Wednesday, May 04, 2016
The primary resource for HT hikers is the Friends of the Heysen Trail and Other Walking Trails’ website. Currently it’s not 100% accurate (for instance, the transport listings need updating and one of the links leads to someone’s unrelated blog) but it contains useful information about trail towns, campsites and the trail itself. Camping is at designated sites with rainwater tanks. The water levels in the tanks aren’t monitored (where’s a Fred Gaudet when you need him?) and I couldn’t coax the Friends or any government official into saying whether the tanks ‘usually’ have water or ‘sometimes’ have water, etc. I suppose they don’t want to be responsible for a hiker underestimating water requirements. As for other water sources, the most information I could pry out of them was ‘Pigeon Bore requires a lot of pumping’. Take note! Because that’s all I have for you!
For resupply, I mailed two resupply boxes from Adelaide, one to the post office in Hawker and and one to the Wilpena Pound visitor centre. Public transport up north is expensive: $85 to Quorn from Adelaide with Genesis Tour & Charter, and $140 return to Adelaide.

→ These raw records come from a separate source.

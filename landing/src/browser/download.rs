use expoten::{ExpotenError, Result};
use wasm_bindgen::JsCast;
use web_sys::{Blob, BlobPropertyBag, HtmlAnchorElement, Url};

use super::{browser_error, document};

/// Trigger a download of `href` through a hidden anchor.
pub fn download_url(href: &str, filename: &str) -> Result<()> {
    let doc = document()?;
    let anchor: HtmlAnchorElement = doc
        .create_element("a")
        .map_err(browser_error)?
        .dyn_into()
        .map_err(|_| ExpotenError::Browser("created element is not an anchor".into()))?;
    anchor.set_href(href);
    anchor.set_download(filename);
    let _ = anchor.set_attribute("style", "display:none;");

    let body = doc
        .body()
        .ok_or_else(|| ExpotenError::Browser("no document body".into()))?;
    body.append_child(&anchor).map_err(browser_error)?;
    anchor.click();
    anchor.remove();
    Ok(())
}

/// Download raw bytes via a temporary object URL.
pub fn download_bytes(bytes: &[u8], mime: &str, filename: &str) -> Result<()> {
    let parts = js_sys::Array::new();
    parts.push(&js_sys::Uint8Array::from(bytes));
    let options = BlobPropertyBag::new();
    options.set_type(mime);
    let blob = Blob::new_with_u8_array_sequence_and_options(&parts, &options)
        .map_err(browser_error)?;

    let url = Url::create_object_url_with_blob(&blob).map_err(browser_error)?;
    let result = download_url(&url, filename);
    let _ = Url::revoke_object_url(&url);
    result
}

The buses are infrequent, running once per week or twice if there’s enough demand. Another option for getting to Quorn is to take a bus to Port Augusta and ride the train from there, also infrequent and expensive. I chose the bus and met two other hikers on it, an Australian couple. They’re hiking to the first campsite after Quorn, then leaping up to Hawker.
In Quorn I’m staying at the Criterion Hotel/Motel, which I would recommend. It’s a pub with private rooms for only $35 (shared bathroom, soap and shampoo and coffee/tea provided). The owner said ‘let me see what I have available…’ but I’m the only person here. The hallway is silent as death and I’m stealing all the water from the pitcher.